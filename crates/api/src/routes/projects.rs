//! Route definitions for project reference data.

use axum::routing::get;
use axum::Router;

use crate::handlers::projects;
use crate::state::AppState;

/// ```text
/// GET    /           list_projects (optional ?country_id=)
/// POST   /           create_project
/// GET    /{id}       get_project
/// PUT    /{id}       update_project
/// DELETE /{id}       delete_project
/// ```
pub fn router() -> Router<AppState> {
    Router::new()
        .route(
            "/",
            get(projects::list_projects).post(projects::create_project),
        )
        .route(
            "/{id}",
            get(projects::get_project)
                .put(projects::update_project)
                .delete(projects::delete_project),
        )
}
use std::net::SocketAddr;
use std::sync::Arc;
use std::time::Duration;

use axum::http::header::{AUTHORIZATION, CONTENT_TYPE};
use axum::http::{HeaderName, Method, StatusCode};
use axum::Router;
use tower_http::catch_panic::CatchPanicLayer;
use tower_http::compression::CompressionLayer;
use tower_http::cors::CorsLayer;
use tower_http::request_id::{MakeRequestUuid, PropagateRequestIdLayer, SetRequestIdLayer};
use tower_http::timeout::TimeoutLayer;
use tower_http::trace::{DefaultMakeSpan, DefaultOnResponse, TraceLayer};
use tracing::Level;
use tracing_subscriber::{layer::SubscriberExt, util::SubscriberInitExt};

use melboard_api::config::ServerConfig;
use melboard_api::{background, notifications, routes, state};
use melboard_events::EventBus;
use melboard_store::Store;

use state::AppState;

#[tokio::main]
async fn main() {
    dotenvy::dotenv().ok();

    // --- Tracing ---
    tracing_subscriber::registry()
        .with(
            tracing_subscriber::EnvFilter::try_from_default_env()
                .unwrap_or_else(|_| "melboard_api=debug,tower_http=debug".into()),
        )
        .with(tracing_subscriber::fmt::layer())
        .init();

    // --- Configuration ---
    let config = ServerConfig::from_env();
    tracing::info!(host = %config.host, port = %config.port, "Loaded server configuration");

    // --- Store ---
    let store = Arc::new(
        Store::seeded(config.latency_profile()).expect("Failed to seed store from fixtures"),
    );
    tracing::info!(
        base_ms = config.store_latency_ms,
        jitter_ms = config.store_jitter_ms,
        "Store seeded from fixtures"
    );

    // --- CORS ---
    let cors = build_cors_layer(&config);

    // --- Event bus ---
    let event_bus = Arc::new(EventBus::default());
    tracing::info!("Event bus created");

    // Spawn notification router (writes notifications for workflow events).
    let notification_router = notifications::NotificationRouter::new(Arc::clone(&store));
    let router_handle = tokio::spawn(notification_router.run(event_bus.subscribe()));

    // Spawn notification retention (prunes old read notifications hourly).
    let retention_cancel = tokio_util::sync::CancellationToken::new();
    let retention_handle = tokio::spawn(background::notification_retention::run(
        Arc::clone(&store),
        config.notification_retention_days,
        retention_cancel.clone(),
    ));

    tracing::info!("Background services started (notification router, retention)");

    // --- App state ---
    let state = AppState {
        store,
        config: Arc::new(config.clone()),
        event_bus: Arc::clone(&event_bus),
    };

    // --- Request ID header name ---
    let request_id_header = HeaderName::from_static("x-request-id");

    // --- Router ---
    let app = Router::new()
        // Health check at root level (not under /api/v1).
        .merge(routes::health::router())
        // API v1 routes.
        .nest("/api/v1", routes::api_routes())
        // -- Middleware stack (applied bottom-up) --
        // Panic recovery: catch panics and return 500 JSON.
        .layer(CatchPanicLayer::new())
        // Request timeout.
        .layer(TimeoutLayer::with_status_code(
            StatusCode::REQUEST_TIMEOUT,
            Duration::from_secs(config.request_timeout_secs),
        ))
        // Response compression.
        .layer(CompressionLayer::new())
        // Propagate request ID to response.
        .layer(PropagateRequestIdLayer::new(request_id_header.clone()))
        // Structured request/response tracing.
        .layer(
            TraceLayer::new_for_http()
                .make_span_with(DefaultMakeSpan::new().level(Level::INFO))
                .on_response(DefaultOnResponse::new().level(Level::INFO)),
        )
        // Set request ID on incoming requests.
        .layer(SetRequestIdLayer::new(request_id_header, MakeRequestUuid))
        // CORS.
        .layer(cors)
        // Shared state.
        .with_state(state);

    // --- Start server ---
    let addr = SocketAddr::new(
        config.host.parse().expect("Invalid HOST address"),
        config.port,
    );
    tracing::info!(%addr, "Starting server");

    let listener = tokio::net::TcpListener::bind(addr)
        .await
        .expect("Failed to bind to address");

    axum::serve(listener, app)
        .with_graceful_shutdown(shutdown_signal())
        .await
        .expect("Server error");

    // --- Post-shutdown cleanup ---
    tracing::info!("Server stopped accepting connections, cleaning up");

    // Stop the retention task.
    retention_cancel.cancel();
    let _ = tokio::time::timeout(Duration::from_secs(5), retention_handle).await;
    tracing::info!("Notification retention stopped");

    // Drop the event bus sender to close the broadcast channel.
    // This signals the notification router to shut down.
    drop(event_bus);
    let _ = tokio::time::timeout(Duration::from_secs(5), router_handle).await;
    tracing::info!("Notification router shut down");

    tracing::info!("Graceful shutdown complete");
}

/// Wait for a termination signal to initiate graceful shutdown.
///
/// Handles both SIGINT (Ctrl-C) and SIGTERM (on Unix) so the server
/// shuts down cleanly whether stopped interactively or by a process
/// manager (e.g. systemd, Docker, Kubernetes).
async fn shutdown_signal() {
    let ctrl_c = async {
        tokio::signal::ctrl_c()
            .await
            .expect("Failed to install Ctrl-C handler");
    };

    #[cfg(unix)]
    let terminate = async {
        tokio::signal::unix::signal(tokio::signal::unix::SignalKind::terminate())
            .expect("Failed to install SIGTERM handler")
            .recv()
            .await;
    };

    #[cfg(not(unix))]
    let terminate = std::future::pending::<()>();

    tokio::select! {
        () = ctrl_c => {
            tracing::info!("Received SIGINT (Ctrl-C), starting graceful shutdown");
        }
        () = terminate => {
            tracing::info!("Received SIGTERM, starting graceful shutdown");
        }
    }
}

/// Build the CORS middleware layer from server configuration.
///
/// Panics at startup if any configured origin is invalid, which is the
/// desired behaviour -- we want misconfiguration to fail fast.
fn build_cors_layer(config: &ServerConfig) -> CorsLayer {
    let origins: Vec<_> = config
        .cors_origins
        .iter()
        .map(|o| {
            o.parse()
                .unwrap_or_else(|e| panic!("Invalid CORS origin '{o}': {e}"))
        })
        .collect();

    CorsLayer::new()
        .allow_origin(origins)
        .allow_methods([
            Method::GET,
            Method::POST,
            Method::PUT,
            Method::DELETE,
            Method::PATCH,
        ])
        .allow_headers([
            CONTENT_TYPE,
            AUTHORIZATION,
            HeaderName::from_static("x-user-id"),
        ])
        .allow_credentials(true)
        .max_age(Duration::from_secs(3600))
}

________

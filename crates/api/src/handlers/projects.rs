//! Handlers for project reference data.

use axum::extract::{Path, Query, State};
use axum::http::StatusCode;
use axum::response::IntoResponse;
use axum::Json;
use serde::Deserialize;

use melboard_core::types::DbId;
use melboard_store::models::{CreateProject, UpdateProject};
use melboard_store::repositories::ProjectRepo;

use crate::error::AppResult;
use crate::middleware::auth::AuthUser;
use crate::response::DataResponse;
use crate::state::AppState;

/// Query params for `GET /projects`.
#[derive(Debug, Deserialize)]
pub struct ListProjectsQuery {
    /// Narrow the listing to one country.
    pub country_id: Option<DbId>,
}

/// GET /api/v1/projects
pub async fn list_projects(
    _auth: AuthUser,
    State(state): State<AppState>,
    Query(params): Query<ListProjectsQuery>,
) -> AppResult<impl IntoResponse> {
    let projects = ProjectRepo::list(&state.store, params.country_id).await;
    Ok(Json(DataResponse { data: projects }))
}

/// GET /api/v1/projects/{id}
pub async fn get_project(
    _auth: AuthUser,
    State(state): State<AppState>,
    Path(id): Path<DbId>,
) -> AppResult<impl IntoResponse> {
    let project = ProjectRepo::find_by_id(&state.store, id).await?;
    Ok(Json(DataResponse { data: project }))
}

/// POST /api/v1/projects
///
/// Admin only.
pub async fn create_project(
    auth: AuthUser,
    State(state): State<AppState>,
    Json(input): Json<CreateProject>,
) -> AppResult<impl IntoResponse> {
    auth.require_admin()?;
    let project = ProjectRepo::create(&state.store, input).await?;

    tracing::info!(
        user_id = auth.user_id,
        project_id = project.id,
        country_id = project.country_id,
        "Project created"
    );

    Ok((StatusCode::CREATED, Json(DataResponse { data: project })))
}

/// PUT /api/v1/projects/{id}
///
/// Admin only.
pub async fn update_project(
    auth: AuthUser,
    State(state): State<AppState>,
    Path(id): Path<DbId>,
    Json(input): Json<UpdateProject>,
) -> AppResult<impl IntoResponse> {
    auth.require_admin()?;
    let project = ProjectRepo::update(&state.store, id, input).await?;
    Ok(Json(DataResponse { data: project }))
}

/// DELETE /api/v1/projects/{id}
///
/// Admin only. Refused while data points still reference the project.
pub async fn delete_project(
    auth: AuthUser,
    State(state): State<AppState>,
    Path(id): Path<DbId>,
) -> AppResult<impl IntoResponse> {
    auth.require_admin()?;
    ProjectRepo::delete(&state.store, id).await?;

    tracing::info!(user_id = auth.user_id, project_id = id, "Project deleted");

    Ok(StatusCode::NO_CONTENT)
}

________

▶ Task directions
For the records above, how many lines contain the word "address"? Reply with the number only.

▶ Response area
2